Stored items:
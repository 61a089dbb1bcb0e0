//! Logging bootstrap and safety policy.
//!
//! # Responsibility
//! - Initialize file-based rolling logs exactly once per process.
//! - Emit stable, metadata-only diagnostic events; journal text never leaves
//!   the entry store through a log line.
//!
//! # Invariants
//! - Initialization is idempotent for the same directory and never panics.
//! - Re-initialization pointing at a different directory is rejected.

use flexi_logger::{Cleanup, Criterion, FileSpec, Logger, LoggerHandle, Naming, WriteMode};
use log::{error, info};
use once_cell::sync::OnceCell;
use std::path::{Path, PathBuf};

const LOG_FILE_BASENAME: &str = "journalflow";
const MAX_LOG_FILE_SIZE_BYTES: u64 = 10 * 1024 * 1024;
const MAX_LOG_FILES: usize = 5;
const MAX_PANIC_PAYLOAD_CHARS: usize = 160;

static LOGGING_STATE: OnceCell<LoggingState> = OnceCell::new();
static PANIC_HOOK_INSTALLED: OnceCell<()> = OnceCell::new();

struct LoggingState {
    log_dir: PathBuf,
    _logger: LoggerHandle,
}

/// Log level used for the current build mode: `debug` for debug builds,
/// `info` for release builds.
pub fn active_log_level() -> &'static str {
    if cfg!(debug_assertions) {
        "debug"
    } else {
        "info"
    }
}

/// Initializes rolling file logs in `log_dir`.
///
/// Returns `Ok(())` while logging is active, or a human-readable error when
/// setup fails. Calling again with the same absolute directory is a no-op;
/// pointing at another directory is refused.
pub fn init_logging(log_dir: &Path) -> Result<(), String> {
    if !log_dir.is_absolute() {
        return Err(format!(
            "log directory must be an absolute path, got `{}`",
            log_dir.display()
        ));
    }

    if let Some(state) = LOGGING_STATE.get() {
        return check_active_dir(state, log_dir);
    }

    let state = LOGGING_STATE.get_or_try_init(|| -> Result<LoggingState, String> {
        std::fs::create_dir_all(log_dir).map_err(|err| {
            format!(
                "failed to create log directory `{}`: {err}",
                log_dir.display()
            )
        })?;

        let logger = Logger::try_with_str(active_log_level())
            .map_err(|err| format!("invalid log level: {err}"))?
            .log_to_file(
                FileSpec::default()
                    .directory(log_dir)
                    .basename(LOG_FILE_BASENAME),
            )
            .rotate(
                Criterion::Size(MAX_LOG_FILE_SIZE_BYTES),
                Naming::Numbers,
                Cleanup::KeepLogFiles(MAX_LOG_FILES),
            )
            .write_mode(WriteMode::BufferAndFlush)
            .append()
            .format_for_files(flexi_logger::detailed_format)
            .start()
            .map_err(|err| format!("failed to start logger: {err}"))?;

        install_panic_hook_once();

        info!(
            "event=core_init module=logging status=ok platform={} level={} version={}",
            std::env::consts::OS,
            active_log_level(),
            env!("CARGO_PKG_VERSION")
        );

        Ok(LoggingState {
            log_dir: log_dir.to_path_buf(),
            _logger: logger,
        })
    })?;

    check_active_dir(state, log_dir)
}

/// Directory the active logger writes to, or `None` before initialization.
pub fn logging_directory() -> Option<PathBuf> {
    LOGGING_STATE.get().map(|state| state.log_dir.clone())
}

fn check_active_dir(state: &LoggingState, requested: &Path) -> Result<(), String> {
    if state.log_dir == requested {
        Ok(())
    } else {
        Err(format!(
            "logging already initialized at `{}`; refusing to switch to `{}`",
            state.log_dir.display(),
            requested.display()
        ))
    }
}

fn install_panic_hook_once() {
    if PANIC_HOOK_INSTALLED.get().is_some() {
        return;
    }

    let previous_hook = std::panic::take_hook();
    std::panic::set_hook(Box::new(move |panic_info| {
        // Panic payloads can carry user-written journal text; cap and strip
        // before the line reaches disk.
        let location = panic_info
            .location()
            .map(|loc| format!("{}:{}", loc.file(), loc.line()))
            .unwrap_or_else(|| "unknown".to_string());
        let payload = panic_payload_summary(panic_info);
        error!(
            "event=panic_captured module=core status=error location={} payload={}",
            location, payload
        );
        previous_hook(panic_info);
    }));

    let _ = PANIC_HOOK_INSTALLED.set(());
}

fn panic_payload_summary(info: &std::panic::PanicHookInfo<'_>) -> String {
    let payload = if let Some(message) = info.payload().downcast_ref::<&str>() {
        (*message).to_string()
    } else if let Some(message) = info.payload().downcast_ref::<String>() {
        message.clone()
    } else {
        "non-string panic payload".to_string()
    };

    sanitize_message(&payload, MAX_PANIC_PAYLOAD_CHARS)
}

fn sanitize_message(value: &str, max_chars: usize) -> String {
    let normalized = value.replace(['\n', '\r'], " ");
    let mut truncated = normalized.chars().take(max_chars).collect::<String>();
    if normalized.chars().count() > max_chars {
        truncated.push_str("...");
    }
    truncated
}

◆ Aim of the task
Only one stretch of the records above is wanted: the lines between the one holding "pub fn active_log_level()" and the one holding "directory must be", inclusive, reproduced exactly.

◆ Response for this exercise
pub fn active_log_level() -> &'static str {
    if cfg!(debug_assertions) {
        "debug"
    } else {
        "info"
    }
}

/// Initializes rolling file logs in `log_dir`.
///
/// Returns `Ok(())` while logging is active, or a human-readable error when
/// setup fails. Calling again with the same absolute directory is a no-op;
/// pointing at another directory is refused.
pub fn init_logging(log_dir: &Path) -> Result<(), String> {
    if !log_dir.is_absolute() {
        return Err(format!(
            "log directory must be an absolute path, got `{}`",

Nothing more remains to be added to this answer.